Prosecutors told the court that the five men intercepted an off- road car carrying the four tourists, two women and two men, in Manakha, around 60 kilometres west of Sana'a on January 17, and forced the driver to step out before they drove off.

Police forces chased the car and stopped it on a highway leading to Dhamar province, some 100 kilometres south of Sana'a. They exchanged fire with the hostage takers and arrested three. Two of the abductors managed to flee.

A child passing the road and two policemen were injured in the clash, prosecutor Ali al-Samit told the court.

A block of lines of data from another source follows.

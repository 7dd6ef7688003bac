/// Pure game-logic functions.
///
/// Every public function takes an immutable reference to the current
/// `GameState` (and, where needed, an RNG handle or frame timing) and returns
/// a brand-new `GameState`.  Collections are rebuilt from a snapshot of the
/// previous ones, so removals never skip or repeat an element.

use rand::Rng;

use crate::constants::{
    AUTO_FIRE_MODULUS, DIAGONAL_FACTOR, ENEMY_FALL_SPEED, ENEMY_SHOT_INTERVAL, HEIGHT,
    SPAWN_BASE_CHANCE, SPAWN_CHANCE_PER_POINT, SPLIT_OFFSET, SPREAD_OFFSETS, WIDTH,
};
use crate::entities::{
    Bullet, BulletOwner, Enemy, EnemyKind, GameState, GameStatus, Player, Rect, Variant,
};

/// Directions held during a tick.
#[derive(Clone, Copy, Debug, Default, PartialEq, Eq)]
pub struct Controls {
    pub up: bool,
    pub down: bool,
    pub left: bool,
    pub right: bool,
}

/// Frame timing handed to `tick` by the loop.
#[derive(Clone, Copy, Debug, PartialEq)]
pub struct FrameClock {
    /// Seconds since the previous tick.
    pub dt: f32,
    /// Milliseconds since the game started.
    pub elapsed_ms: u64,
}

pub fn viewport() -> Rect {
    Rect::new(0, 0, WIDTH, HEIGHT)
}

// ── Constructors ─────────────────────────────────────────────────────────────

pub fn init_state(variant: Variant) -> GameState {
    GameState {
        variant,
        player: Player::at_spawn(),
        enemies: Vec::new(),
        player_bullets: Vec::new(),
        enemy_bullets: Vec::new(),
        score: 0,
        status: GameStatus::Playing,
        frame: 0,
        cull_offscreen: false,
    }
}

/// Back to spawn defaults: full HP, zero score, empty collections.
pub fn restart_state(state: &GameState) -> GameState {
    GameState {
        cull_offscreen: state.cull_offscreen,
        ..init_state(state.variant)
    }
}

// ── Input-driven movement ────────────────────────────────────────────────────

/// Move the player for one tick.
///
/// Each held direction moves `int(speed * dt * 60)` pixels as long as the
/// player is not already against that edge; the step is clamped so the box
/// never leaves the viewport.  When both axes moved, the clamped deltas are
/// scaled by `DIAGONAL_FACTOR` and the result truncated.
pub fn move_player(state: &GameState, controls: Controls, dt: f32) -> GameState {
    let step = (state.player.speed as f32 * dt * 60.0) as i32;
    let original = state.player.rect;
    let mut rect = original;

    if controls.left && rect.left() > 0 {
        rect.x -= step.min(rect.left());
    }
    if controls.right && rect.right() < WIDTH {
        rect.x += step.min(WIDTH - rect.right());
    }
    if controls.up && rect.top() > 0 {
        rect.y -= step.min(rect.top());
    }
    if controls.down && rect.bottom() < HEIGHT {
        rect.y += step.min(HEIGHT - rect.bottom());
    }

    if rect.x != original.x && rect.y != original.y {
        let move_x = (rect.x - original.x) as f32;
        let move_y = (rect.y - original.y) as f32;
        rect.x = (original.x as f32 + move_x * DIAGONAL_FACTOR) as i32;
        rect.y = (original.y as f32 + move_y * DIAGONAL_FACTOR) as i32;
    }

    GameState {
        player: Player {
            rect,
            ..state.player.clone()
        },
        ..state.clone()
    }
}

// ── Auto-fire & spawning ─────────────────────────────────────────────────────

/// Fire one shot from the player's nose on ticks whose elapsed milliseconds
/// land on a multiple of `AUTO_FIRE_MODULUS`.  Cadence therefore follows
/// frame-timing jitter.
pub fn auto_fire(state: &GameState, elapsed_ms: u64) -> GameState {
    if elapsed_ms % AUTO_FIRE_MODULUS != 0 {
        return state.clone();
    }
    let rect = state.player.rect;
    let mut player_bullets = state.player_bullets.clone();
    player_bullets.push(Bullet::player_shot(rect.center_x(), rect.top()));
    GameState {
        player_bullets,
        ..state.clone()
    }
}

/// Per-tick spawn chance.  Deliberately unclamped: past a score of 9800 it
/// exceeds 1 and an enemy spawns every tick.
pub fn spawn_probability(score: u32) -> f64 {
    SPAWN_BASE_CHANCE + score as f64 * SPAWN_CHANCE_PER_POINT
}

pub fn roll_enemy_kind(variant: Variant, rng: &mut impl Rng) -> EnemyKind {
    let roll = rng.gen_range(1..=variant.type_roll_max());
    variant.kind_for_roll(roll)
}

pub fn spawn_enemies(state: &GameState, rng: &mut impl Rng) -> GameState {
    if rng.gen::<f64>() >= spawn_probability(state.score) {
        return state.clone();
    }
    let kind = roll_enemy_kind(state.variant, rng);
    let mut enemies = state.enemies.clone();
    enemies.push(Enemy::spawn(kind, rng));
    GameState {
        enemies,
        ..state.clone()
    }
}

// ── Player bullets ↔ enemies ─────────────────────────────────────────────────

/// Move every player bullet up and resolve hits.
///
/// A bullet is spent on the first live enemy it overlaps (list order).  An
/// enemy brought to zero HP pays its reward and is removed; a carrier also
/// releases two gunships centred 50px either side of its own centre.  The
/// released gunships join the live list at once and can absorb later bullets
/// from the same pass.
pub fn update_player_bullets(state: &GameState, rng: &mut impl Rng) -> GameState {
    let mut enemies = state.enemies.clone();
    let mut score = state.score;
    let mut player_bullets = Vec::with_capacity(state.player_bullets.len());

    for bullet in &state.player_bullets {
        let moved = Bullet {
            y: bullet.y - bullet.speed,
            ..bullet.clone()
        };
        let rect = moved.rect();
        if rect.bottom() < 0 {
            continue;
        }

        let Some(hit) = enemies.iter().position(|e| rect.intersects(&e.rect)) else {
            player_bullets.push(moved);
            continue;
        };

        enemies[hit].hp -= 1;
        if enemies[hit].hp <= 0 {
            let dead = enemies.remove(hit);
            let stats = dead.kind.stats();
            score += stats.reward;
            tracing::debug!(kind = %dead.kind.tag(), reward = stats.reward, "enemy destroyed");
            if stats.splits_on_death {
                let (cx, cy) = dead.rect.center();
                for offset in [-SPLIT_OFFSET, SPLIT_OFFSET] {
                    let mut escort = Enemy::spawn(EnemyKind::Gunship, rng);
                    escort.rect.set_center(cx + offset, cy);
                    enemies.push(escort);
                }
            }
        }
    }

    GameState {
        enemies,
        player_bullets,
        score,
        ..state.clone()
    }
}

// ── Enemies ──────────────────────────────────────────────────────────────────

/// Screen-space angle in degrees from one point to another.
fn aim_degrees(from: (i32, i32), to: (i32, i32)) -> f32 {
    let dx = (to.0 - from.0) as f32;
    let dy = (to.1 - from.1) as f32;
    dy.atan2(dx).to_degrees()
}

/// Drop every enemy by a fixed step, let gunships fire, and resolve contact
/// with the player.  An enemy that touches the player deals its contact
/// damage once and is removed without paying a reward.
pub fn update_enemies(state: &GameState, dt: f32) -> GameState {
    let mut player = state.player.clone();
    let mut enemy_bullets = state.enemy_bullets.clone();
    let mut enemies = Vec::with_capacity(state.enemies.len());

    for enemy in &state.enemies {
        let mut enemy = enemy.clone();
        enemy.rect.y += ENEMY_FALL_SPEED;

        let stats = enemy.kind.stats();
        if stats.fires_spread {
            enemy.shoot_timer += dt;
            if enemy.shoot_timer >= ENEMY_SHOT_INTERVAL {
                let base = aim_degrees(enemy.rect.center(), player.rect.center());
                for offset in SPREAD_OFFSETS {
                    enemy_bullets.push(Bullet::centered(
                        enemy.rect.center_x(),
                        enemy.rect.bottom(),
                        base + offset,
                        BulletOwner::Enemy,
                    ));
                }
                enemy.shoot_timer = 0.0;
            }
        }

        if player.rect.intersects(&enemy.rect) {
            player.hp -= stats.contact_damage;
            tracing::debug!(kind = %enemy.kind.tag(), hp = player.hp, "player rammed");
            continue;
        }
        if state.cull_offscreen && enemy.rect.top() >= HEIGHT {
            continue;
        }
        enemies.push(enemy);
    }

    GameState {
        player,
        enemies,
        enemy_bullets,
        ..state.clone()
    }
}

// ── Enemy bullets ↔ player ───────────────────────────────────────────────────

/// Advance enemy bullets along their headings.  A bullet touching the player
/// costs 1 HP and is removed; otherwise it is removed once its box no longer
/// overlaps the viewport.
pub fn update_enemy_bullets(state: &GameState) -> GameState {
    let screen = viewport();
    let mut player = state.player.clone();
    let mut enemy_bullets = Vec::with_capacity(state.enemy_bullets.len());

    for bullet in &state.enemy_bullets {
        let moved = bullet.advanced();
        let rect = moved.rect();
        if rect.intersects(&player.rect) {
            player.hp -= 1;
        } else if screen.intersects(&rect) {
            enemy_bullets.push(moved);
        }
    }

    GameState {
        player,
        enemy_bullets,
        ..state.clone()
    }
}

// ── Status ───────────────────────────────────────────────────────────────────

pub fn check_game_over(state: &GameState) -> GameState {
    if state.player.hp > 0 {
        return state.clone();
    }
    GameState {
        status: GameStatus::GameOver,
        ..state.clone()
    }
}

// ── Per-frame tick (nearly pure — RNG is injected) ──────────────────────────

/// Advance the simulation by one frame.  All randomness comes through `rng`
/// so callers control determinism (tests use a seeded RNG).
///
/// Passes run in a fixed order: movement, auto-fire, spawning, player
/// bullets, enemies, enemy bullets, then the game-over check.
pub fn tick(
    state: &GameState,
    controls: Controls,
    clock: FrameClock,
    rng: &mut impl Rng,
) -> GameState {
    if state.status != GameStatus::Playing {
        return state.clone();
    }

    let state = GameState {
        frame: state.frame + 1,
        ..move_player(state, controls, clock.dt)
    };
    let state = auto_fire(&state, clock.elapsed_ms);
    let state = spawn_enemies(&state, rng);
    let state = update_player_bullets(&state, rng);
    let state = update_enemies(&state, clock.dt);
    let state = update_enemy_bullets(&state);
    check_game_over(&state)
}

The hostages were rescued unharmed, he said.

He said the kidnappers were carrying AK-47 rifles and hand grenades.
The court adjourned the case until February 1 to allow the prosecution time to issue warrants for the two suspects who are still at large.
The defendants face prison terms of between 10 to 25 years if convicted.
Tribal kidnapping of Westerners is a common practice by Yemeni tribes, but it often ends peacefully.

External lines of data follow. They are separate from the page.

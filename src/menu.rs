/// Game-over buttons and pointer hit-testing, in world coordinates.

use crate::constants::{HEIGHT, WIDTH};
use crate::entities::Rect;

pub const BUTTON_WIDTH: i32 = 200;
pub const BUTTON_HEIGHT: i32 = 50;

#[derive(Clone, Copy, Debug, PartialEq, Eq)]
pub enum MenuChoice {
    Restart,
    Exit,
}

#[derive(Clone, Debug, PartialEq, Eq)]
pub struct Button {
    pub label: &'static str,
    pub rect: Rect,
    pub choice: MenuChoice,
}

impl Button {
    pub fn new(label: &'static str, x: i32, y: i32, choice: MenuChoice) -> Self {
        Button {
            label,
            rect: Rect::new(x, y, BUTTON_WIDTH, BUTTON_HEIGHT),
            choice,
        }
    }

    pub fn hovered(&self, pointer: Option<(i32, i32)>) -> bool {
        pointer.is_some_and(|(x, y)| self.rect.contains_point(x, y))
    }
}

/// "Play Again" / "Exit Game", side by side under the high-score list.
#[derive(Clone, Debug, PartialEq, Eq)]
pub struct GameOverMenu {
    pub buttons: [Button; 2],
}

impl Default for GameOverMenu {
    fn default() -> Self {
        let y = HEIGHT / 2 + 100;
        GameOverMenu {
            buttons: [
                Button::new("Play Again", WIDTH / 2 - 220, y, MenuChoice::Restart),
                Button::new("Exit Game", WIDTH / 2 + 20, y, MenuChoice::Exit),
            ],
        }
    }
}

impl GameOverMenu {
    pub fn choice_at(&self, x: i32, y: i32) -> Option<MenuChoice> {
        self.buttons
            .iter()
            .find(|b| b.rect.contains_point(x, y))
            .map(|b| b.choice)
    }
}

Disgruntled tribesmen from impoverished areas of Yemen often take hostages to use as bargaining chips to press the government for aid, jobs or the release of detained fellow clansmen.

In October, a Swedish engineer was briefly abducted by tribesmen in the southern province of Abyan demanding the release of a clan member arrested in 2008 for murder.

In May 2010, two young German girls were freed from an 11-month abduction in the restive northern province of Saada. They had been seized - along with their parents, younger brother, two other German women, a South Korean female teacher and a British engineer since June 2009.
The girl's brother and parents along with the British engineer remain missing. No group has claimed responsibility for the abduction, but the kidnappers are believed to be linked to al-Qaeda.

On May 24, two US tourists, a husband and wife, along with their driver, were kidnapped by armed tribesmen in the same area. They were released unharmed the next day.